By 1896, the rebellion fomented by the Katipunan, a militant secret society, had become a full blown revolution, proving to be a nationwide uprising and leading to the first proclamation of a democratic republic in Asia. Rizal was enroute to Barcelona for having volunteered as a doctor and dissociate himself to katipunan but during this voyage he was arrested. He was implicated in the revolution through his association with members of the Katipunan and was to be tried before a court-martial for rebellion, sedition, and conspiracy. During the entire passage, he was unchained, no Spaniard laid a hand on him, and had many opportunities to escape but refused to do so. Rizal was convicted on all three charges and sentenced to death.
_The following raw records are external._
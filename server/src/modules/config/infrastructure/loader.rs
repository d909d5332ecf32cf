// Config Loader
//
// 默认值 -> JSON 配置文件 -> 环境变量 -> 命令行参数

use std::path::{Path, PathBuf};
use tracing::{debug, info};

use crate::modules::config::domain::{AppConfig, PartialAppConfig};
use crate::modules::config::ports::ConfigError;

/// 指定配置文件路径的环境变量
pub const CONFIG_PATH_ENV: &str = "YORISOI_CONFIG";

type EnvLookup = Box<dyn Fn(&str) -> Option<String> + Send + Sync>;

/// 配置加载器
pub struct ConfigLoader {
    config_path: Option<PathBuf>,
    env: EnvLookup,
}

impl ConfigLoader {
    /// 读取进程环境变量
    pub fn new() -> Self {
        Self::with_env(|name| std::env::var(name).ok())
    }

    /// 使用自定义环境变量来源（测试用）
    pub fn with_env<F>(env: F) -> Self
    where
        F: Fn(&str) -> Option<String> + Send + Sync + 'static,
    {
        Self {
            config_path: None,
            env: Box::new(env),
        }
    }

    /// 显式指定配置文件（优先于 `YORISOI_CONFIG`）
    pub fn with_config_path(mut self, path: Option<PathBuf>) -> Self {
        self.config_path = path;
        self
    }

    fn var(&self, name: &str) -> Option<String> {
        (self.env)(name).filter(|v| !v.trim().is_empty())
    }

    /// 加载、合并并校验配置
    pub async fn load(&self, overrides: PartialAppConfig) -> Result<AppConfig, ConfigError> {
        let path = self
            .config_path
            .clone()
            .or_else(|| self.var(CONFIG_PATH_ENV).map(PathBuf::from));

        let mut config = match path {
            Some(path) => Self::read_file(&path).await?,
            None => AppConfig::default(),
        };

        config.merge(self.env_overrides()?);
        config.merge(overrides);

        config
            .validate()
            .map_err(|errors| ConfigError::ValidationError { errors })?;

        debug!(
            "[ConfigLoader] storage={} classifier_endpoint={:?} hosted_llm={}",
            config.storage.database_url,
            config.classifier.endpoint,
            config.llm.is_enabled()
        );
        Ok(config)
    }

    async fn read_file(path: &Path) -> Result<AppConfig, ConfigError> {
        let content = tokio::fs::read_to_string(path)
            .await
            .map_err(|source| ConfigError::Read {
                path: path.to_path_buf(),
                source,
            })?;

        let config = serde_json::from_str(&content).map_err(|source| ConfigError::Parse {
            path: path.to_path_buf(),
            source,
        })?;

        info!("[ConfigLoader] Loaded config file {}", path.display());
        Ok(config)
    }

    /// 环境变量覆盖项
    fn env_overrides(&self) -> Result<PartialAppConfig, ConfigError> {
        let port = self
            .var("YORISOI_PORT")
            .map(|raw| {
                raw.trim().parse::<u16>().map_err(|e| ConfigError::InvalidEnv {
                    name: "YORISOI_PORT".to_string(),
                    message: e.to_string(),
                })
            })
            .transpose()?;

        Ok(PartialAppConfig {
            host: self.var("YORISOI_HOST"),
            port,
            log_filter: self.var("YORISOI_LOG"),
            database_url: self.var("YORISOI_DATABASE_URL"),
            classifier_endpoint: self.var("YORISOI_CLASSIFIER_URL"),
            classifier_token: self.var("HF_API_TOKEN"),
            llm_api_key: self.var("OPENAI_API_KEY"),
            llm_base_url: self.var("OPENAI_BASE_URL"),
            llm_model: self.var("YORISOI_LLM_MODEL"),
        })
    }
}

impl Default for ConfigLoader {
    fn default() -> Self {
        Self::new()
    }
}

#[cfg(test)]
mod tests {
    use super::*;
    use std::collections::HashMap;
    use std::io::Write;

    fn loader(vars: &[(&str, &str)]) -> ConfigLoader {
        let vars: HashMap<String, String> = vars
            .iter()
            .map(|(k, v)| (k.to_string(), v.to_string()))
            .collect();
        ConfigLoader::with_env(move |name| vars.get(name).cloned())
    }

    #[tokio::test]
    async fn test_defaults_without_sources() {
        let config = loader(&[]).load(PartialAppConfig::default()).await.unwrap();
        assert_eq!(config, AppConfig::default());
    }

    #[tokio::test]
    async fn test_env_overrides_defaults() {
        let config = loader(&[
            ("YORISOI_PORT", "8088"),
            ("YORISOI_DATABASE_URL", "memory"),
            ("OPENAI_API_KEY", "sk-test"),
            ("YORISOI_CLASSIFIER_URL", "http://localhost:9000/classify"),
            ("HF_API_TOKEN", "hf_test"),
        ])
        .load(PartialAppConfig::default())
        .await
        .unwrap();

        assert_eq!(config.server.port, 8088);
        assert!(config.storage.is_memory());
        assert!(config.llm.is_enabled());
        assert_eq!(
            config.classifier.endpoint.as_deref(),
            Some("http://localhost:9000/classify")
        );
        assert_eq!(config.classifier.api_token.as_deref(), Some("hf_test"));
    }

    #[tokio::test]
    async fn test_blank_env_is_ignored() {
        let config = loader(&[("OPENAI_API_KEY", "  ")])
            .load(PartialAppConfig::default())
            .await
            .unwrap();
        assert!(!config.llm.is_enabled());
    }

    #[tokio::test]
    async fn test_invalid_port_env() {
        let result = loader(&[("YORISOI_PORT", "eighty")])
            .load(PartialAppConfig::default())
            .await;
        assert!(matches!(result, Err(ConfigError::InvalidEnv { .. })));
    }

    #[tokio::test]
    async fn test_file_then_env_then_overrides() {
        let mut file = tempfile::NamedTempFile::new().unwrap();
        write!(
            file,
            r#"{{"server": {{"host": "0.0.0.0", "port": 7000}}, "llm": {{"model": "gpt-4o"}}}}"#
        )
        .unwrap();

        let config = loader(&[
            (CONFIG_PATH_ENV, file.path().to_str().unwrap()),
            ("YORISOI_PORT", "7100"),
        ])
        .load(PartialAppConfig {
            port: Some(7200),
            ..Default::default()
        })
        .await
        .unwrap();

        assert_eq!(config.server.host, "0.0.0.0");
        assert_eq!(config.server.port, 7200);
        assert_eq!(config.llm.model, "gpt-4o");
    }

    #[tokio::test]
    async fn test_explicit_path_wins_over_env_path() {
        let mut explicit = tempfile::NamedTempFile::new().unwrap();
        write!(explicit, r#"{{"chat": {{"history_limit": 25}}}}"#).unwrap();

        let config = loader(&[(CONFIG_PATH_ENV, "/nonexistent/yorisoi.json")])
            .with_config_path(Some(explicit.path().to_path_buf()))
            .load(PartialAppConfig::default())
            .await
            .unwrap();

        assert_eq!(config.chat.history_limit, 25);
    }

    #[tokio::test]
    async fn test_missing_file_is_error() {
        let result = loader(&[])
            .with_config_path(Some(PathBuf::from("/nonexistent/yorisoi.json")))
            .load(PartialAppConfig::default())
            .await;
        assert!(matches!(result, Err(ConfigError::Read { .. })));
    }

    #[tokio::test]
    async fn test_invalid_file_contents() {
        let mut file = tempfile::NamedTempFile::new().unwrap();
        write!(file, "not json").unwrap();

        let result = loader(&[])
            .with_config_path(Some(file.path().to_path_buf()))
            .load(PartialAppConfig::default())
            .await;
        assert!(matches!(result, Err(ConfigError::Parse { .. })));
    }

    #[tokio::test]
    async fn test_validation_failure() {
        let mut file = tempfile::NamedTempFile::new().unwrap();
        write!(file, r#"{{"llm": {{"temperature": 3.0}}}}"#).unwrap();

        let result = loader(&[])
            .with_config_path(Some(file.path().to_path_buf()))
            .load(PartialAppConfig::default())
            .await;
        assert!(matches!(result, Err(ConfigError::ValidationError { .. })));
    }
}
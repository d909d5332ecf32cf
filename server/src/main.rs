use clap::Parser;
use yorisoi_lib::{run, Cli};

#[tokio::main]
async fn main() {
    if let Err(e) = run(Cli::parse()).await {
        eprintln!("yorisoi: {}", e);
        std::process::exit(1);
    }
}
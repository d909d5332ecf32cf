// Reply Adapters
// 回复生成器的适配器实现

mod hosted;

pub use hosted::*;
Moments before his execution by a firing squad of Filipino native infantry, backed by an insurance force of Spanish troops, the Spanish surgeon general requested to take his pulse; it was normal. Aware of this, the Spanish sergeant in charge of the backup force hushed his men to silence when they began raising '¡vivas!' with the partisan crowd. His last words were those of Jesus Christ: "consummatum est",--it is finished.


He was secretly buried in Paco Cemetery in Manila with no identification on his grave. His sister Narcisa toured all possible gravesites and found freshly turned earth at the cemetery with civil guards posted at the gate. Assuming this could be the most likely spot, there being ever no ground burials there, she made a gift to the caretaker to mark the site "RPJ."